WHAT TO PRODUCE —
Return verbatim all lines from the first one in the records to the line with "use std::path::PathBuf;", both ends kept.

DATA —
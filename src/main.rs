//! Chat Listener - Main entry point
//!
//! Listens to chat windows and prints every delivered message as a JSON line.
//! Live UI automation is supplied by host-specific glue; this binary drives the
//! listener from a recorded replay script.
//!
//! # Usage
//!
//! ```bash
//! chat-listener --replay session.json
//! chat-listener --replay session.json --window Alice --window "Book club"
//! chat-listener --config ~/my-config.toml --replay session.json
//! ```

use chat_listener::{Config, EventPublisher, Listener, Message, ScriptedAutomation, WindowRef};
use std::path::PathBuf;
use std::sync::atomic::{AtomicBool, Ordering};
use std::sync::Arc;
use std::time::Duration;
use tracing::{error, info, warn};
use tracing_subscriber::{EnvFilter, FmtSubscriber};

#[derive(Debug, Default)]
struct Args {
    config_path: Option<PathBuf>,
    replay_path: Option<PathBuf>,
    windows: Vec<String>,
}

/// Parse command line arguments
fn parse_args() -> Args {
    let args: Vec<String> = std::env::args().collect();
    let mut parsed = Args::default();

    let mut i = 1;
    while i < args.len() {
        match args[i].as_str() {
            "--help" | "-h" => {
                print_help();
                std::process::exit(0);
            }
            "--version" | "-v" => {
                println!("Chat Listener v{}", env!("CARGO_PKG_VERSION"));
                std::process::exit(0);
            }
            "--config" | "-c" => {
                i += 1;
                if i < args.len() {
                    parsed.config_path = Some(PathBuf::from(&args[i]));
                }
            }
            "--replay" | "-r" => {
                i += 1;
                if i < args.len() {
                    parsed.replay_path = Some(PathBuf::from(&args[i]));
                }
            }
            "--window" | "-w" => {
                i += 1;
                if i < args.len() {
                    parsed.windows.push(args[i].clone());
                }
            }
            _ => {
                eprintln!("Unknown argument: {}", args[i]);
                eprintln!("Use --help for usage information.");
                std::process::exit(1);
            }
        }
        i += 1;
    }

    parsed
}

fn print_help() {
    println!(
        r#"Chat Listener - incremental message listener for desktop chat windows

USAGE:
    chat-listener [OPTIONS] --replay <FILE>

OPTIONS:
    -h, --help              Show this help message
    -v, --version           Show version
    -c, --config <PATH>     Path to configuration file
    -r, --replay <FILE>     Replay a recorded session (JSON script)
    -w, --window <TITLE>    Listen to this window (repeatable; default: [listen] windows
                            from the config, or every window in the script)

OUTPUT:
    One JSON object per delivered message on stdout.
"#
    );
}

/// Pick the windows to listen to: command line, then config, then everything
fn select_windows(available: Vec<WindowRef>, requested: &[String]) -> Vec<WindowRef> {
    if requested.is_empty() {
        return available;
    }
    requested
        .iter()
        .filter_map(|title| {
            let found = available.iter().find(|w| &w.title == title).cloned();
            if found.is_none() {
                warn!("⚠️  No window titled {:?} in the replay script", title);
            }
            found
        })
        .collect()
}

fn print_message(message: &Message) {
    match serde_json::to_string(message) {
        Ok(line) => println!("{}", line),
        Err(e) => error!("Failed to serialize message: {}", e),
    }
}

#[tokio::main]
async fn main() -> Result<(), Box<dyn std::error::Error>> {
    let args = parse_args();

    let config = match &args.config_path {
        Some(path) => Config::load_from_path(path.clone()),
        None => Config::load(),
    };

    // Initialize logging
    let filter = EnvFilter::try_from_default_env()
        .unwrap_or_else(|_| EnvFilter::new(&config.general.log_level));
    FmtSubscriber::builder()
        .with_env_filter(filter)
        .with_target(false)
        .with_writer(std::io::stderr)
        .init();

    info!("Starting Chat Listener");

    if !config.general.enabled {
        info!("Listener is disabled in configuration, exiting");
        return Ok(());
    }

    let replay_path = match &args.replay_path {
        Some(path) => path.clone(),
        None => {
            error!("No automation backend available; pass --replay <FILE>");
            std::process::exit(1);
        }
    };
    let automation = Arc::new(ScriptedAutomation::from_path(&replay_path, &config.timing)?);

    let requested = if args.windows.is_empty() {
        config.listen.windows.clone()
    } else {
        args.windows.clone()
    };
    let windows = select_windows(automation.window_refs(), &requested);
    if windows.is_empty() {
        error!("Nothing to listen to");
        std::process::exit(1);
    }

    let publisher = Arc::new(EventPublisher::new());
    let mut messages = publisher.subscribe_channel(true);

    let running = Arc::new(AtomicBool::new(true));
    let r = running.clone();
    ctrlc::set_handler(move || {
        eprintln!("\n🛑 Shutting down...");
        r.store(false, Ordering::SeqCst);
    })?;

    let listener = Arc::new(Listener::new(config, automation, Arc::clone(&publisher)));
    listener.init_listen(windows).await?;
    info!("👂 Listening to {:?}", listener.windows().await);

    let worker = listener.take_worker();
    loop {
        tokio::select! {
            Some((message, _window)) = messages.recv() => print_message(&message),
            _ = tokio::time::sleep(Duration::from_millis(200)) => {
                let finished = worker.as_ref().map_or(true, |w| w.is_finished());
                if finished || !running.load(Ordering::SeqCst) {
                    break;
                }
            }
        }
    }

    // Everything published before the worker stopped is already queued
    while let Ok((message, _window)) = messages.try_recv() {
        print_message(&message);
    }

    if let Some(worker) = worker.filter(|w| w.is_finished()) {
        match worker.await {
            Ok(Ok(())) => {}
            Ok(Err(e)) => {
                error!("Listener stopped: {}", e);
                std::process::exit(2);
            }
            Err(e) => {
                error!("Listener task failed: {}", e);
                std::process::exit(2);
            }
        }
    }

    let status = listener.status().await;
    info!(
        "Delivered {} message(s), skipped {}",
        status.delivered_total, status.skipped_total
    );
    Ok(())
}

YOUR RESPONSE —
filename src/main.rs
//! Chat Listener - Main entry point
//!
//! Listens to chat windows and prints every delivered message as a JSON line.
//! Live UI automation is supplied by host-specific glue; this binary drives the
//! listener from a recorded replay script.
//!
//! # Usage
//!
//! ```bash
//! chat-listener --replay session.json
//! chat-listener --replay session.json --window Alice --window "Book club"
//! chat-listener --config ~/my-config.toml --replay session.json
//! ```

use chat_listener::{Config, EventPublisher, Listener, Message, ScriptedAutomation, WindowRef};
use std::path::PathBuf;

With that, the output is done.